Las cifras hablan solas. La tasa de interés que el Banco Rioja aplicaba a sus clientes rondaba el 76% anual. Por decisión del Poder Ejecutivo provincial, en su carácter de accionista único de la entidad, esa tasa se redujo al 56% para quienes están al día con sus obligaciones. Para los deudores con mora superior a los 90 días, la rebaja es aún mayor: 47%, con la posibilidad de acordar cuotas fijas de refinanciación según las posibilidades de cada titular.
De los aproximadamente 30.000 clientes con créditos activos en el banco, unos 5.000 atraviesan dificultades para cumplir. El monto promedio de esas deudas ronda los 600.000 pesos. “Son las deudas pequeñas”, reconoció Quintela, una frase que describe con precisión el perfil del riojano endeudado: no grandes empresas ni operadores financieros, sino familias de a pie que tomaron créditos para llegar a fin de mes.
La batalla contra la usura
Pero la parte más contundente del mensaje del gobernador apuntó al circuito informal. El crecimiento de los prestamistas ilegales en La Rioja tiene nombre y apellido: documentos firmados en blanco, vehículos y escrituras retenidos como garantía, y montos reclamados judicialmente que ningún deudor puede afrontar. Un esquema de atrapamiento que se aprovecha de quienes no tienen acceso a información financiera ni a crédito formal.
La respuesta del Estado provincial fue concreta. La División de Delitos Económicos de la Policía, en coordinación con la Justicia, lleva detenidos a más de diez prestamistas ilegales. En uno de los operativos más significativos, se secuestraron alrededor de 170 millones de pesos y más de 100 tarjetas de débito, evidencia de la escala que puede alcanzar este negocio ilícito.
Quintela fue directo: quien presta dinero de manera ilegal también tiene consecuencias judiciales.
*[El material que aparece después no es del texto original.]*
//! Structured logging setup using tracing
//!
//! Console output is always on. When `logging.local_enabled` is set, a
//! second JSON layer writes to a rolling file.

use crate::config::LoggingConfig;
use crate::domain::{LiftError, Result};
use tracing::Level;
use tracing_appender::non_blocking::WorkerGuard;
use tracing_appender::rolling::{RollingFileAppender, Rotation};
use tracing_subscriber::layer::SubscriberExt;
use tracing_subscriber::util::SubscriberInitExt;
use tracing_subscriber::{EnvFilter, Layer};

/// Guard that must be kept alive for the duration of the program
/// to ensure logs are flushed properly
pub struct LoggingGuard {
    file_guard: Option<WorkerGuard>,
}

impl LoggingGuard {
    fn new(file_guard: Option<WorkerGuard>) -> Self {
        Self { file_guard }
    }

    /// Whether a file layer is attached
    pub fn has_file_output(&self) -> bool {
        self.file_guard.is_some()
    }
}

/// Initialize the logging system
///
/// `RUST_LOG` takes precedence over `log_level_str` when set.
///
/// # Example
///
/// ```no_run
/// use ledgerlift::logging::init_logging;
/// use ledgerlift::config::LoggingConfig;
///
/// let config = LoggingConfig::default();
/// let _guard = init_logging("info", &config).expect("Failed to initialize logging");
/// // Keep _guard alive for the duration of the program
/// ```
pub fn init_logging(log_level_str: &str, config: &LoggingConfig) -> Result<LoggingGuard> {
    let log_level = parse_log_level(log_level_str)?;

    let env_filter = EnvFilter::try_from_default_env()
        .unwrap_or_else(|_| EnvFilter::new(format!("ledgerlift={log_level}")));

    let mut layers = Vec::new();

    let console_layer = tracing_subscriber::fmt::layer()
        .with_target(true)
        .with_filter(env_filter.clone());
    layers.push(console_layer.boxed());

    let file_guard = if config.local_enabled {
        std::fs::create_dir_all(&config.local_path).map_err(|e| {
            LiftError::Configuration(format!(
                "Failed to create log directory {}: {}",
                config.local_path, e
            ))
        })?;

        let file_appender = RollingFileAppender::new(
            parse_rotation(&config.local_rotation),
            &config.local_path,
            "ledgerlift.log",
        );
        let (non_blocking, guard) = tracing_appender::non_blocking(file_appender);

        let file_layer = tracing_subscriber::fmt::layer()
            .json()
            .with_target(true)
            .with_thread_ids(true)
            .with_writer(non_blocking)
            .with_filter(env_filter);

        layers.push(file_layer.boxed());
        Some(guard)
    } else {
        None
    };

    tracing_subscriber::registry()
        .with(layers)
        .try_init()
        .map_err(|e| LiftError::Configuration(format!("Failed to install logger: {e}")))?;

    tracing::debug!(
        local_enabled = config.local_enabled,
        local_path = %config.local_path,
        "Logging initialized"
    );

    Ok(LoggingGuard::new(file_guard))
}

fn parse_rotation(rotation: &str) -> Rotation {
    match rotation {
        "hourly" => Rotation::HOURLY,
        "never" => Rotation::NEVER,
        _ => Rotation::DAILY,
    }
}

fn parse_log_level(level_str: &str) -> Result<Level> {
    level_str.parse::<Level>().map_err(|_| {
        LiftError::Configuration(format!(
            "Invalid log level: {level_str}. Must be one of: trace, debug, info, warn, error"
        ))
    })
}

#[cfg(test)]
mod tests {
    use super::*;

    #[test]
    fn test_parse_log_level_valid() {
        assert_eq!(parse_log_level("trace").unwrap(), Level::TRACE);
        assert_eq!(parse_log_level("Debug").unwrap(), Level::DEBUG);
        assert_eq!(parse_log_level("INFO").unwrap(), Level::INFO);
        assert_eq!(parse_log_level("warn").unwrap(), Level::WARN);
        assert_eq!(parse_log_level("error").unwrap(), Level::ERROR);
    }

    #[test]
    fn test_parse_log_level_invalid() {
        assert!(parse_log_level("verbose").is_err());
        assert!(parse_log_level("").is_err());
    }

    #[test]
    fn test_parse_rotation() {
        assert_eq!(parse_rotation("hourly"), Rotation::HOURLY);
        assert_eq!(parse_rotation("never"), Rotation::NEVER);
        assert_eq!(parse_rotation("daily"), Rotation::DAILY);
    }

    #[test]
    fn test_logging_guard_without_file() {
        let guard = LoggingGuard::new(None);
        assert!(!guard.has_file_output());
    }
}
El mensaje es claro y apunta a desalentar una práctica que crece en paralelo a cada crisis económica.
El Banco Rioja también extenderá asistencia a quienes tienen deudas con otras entidades financieras, ofreciendo créditos para cancelar esas obligaciones a tasas más razonables que las del mercado informal.
La gestión provincial asume que el problema del endeudamiento no se resuelve de un día para el otro, pero marca con decisión el camino: más crédito accesible, refinanciación posible y tolerancia cero con la usura.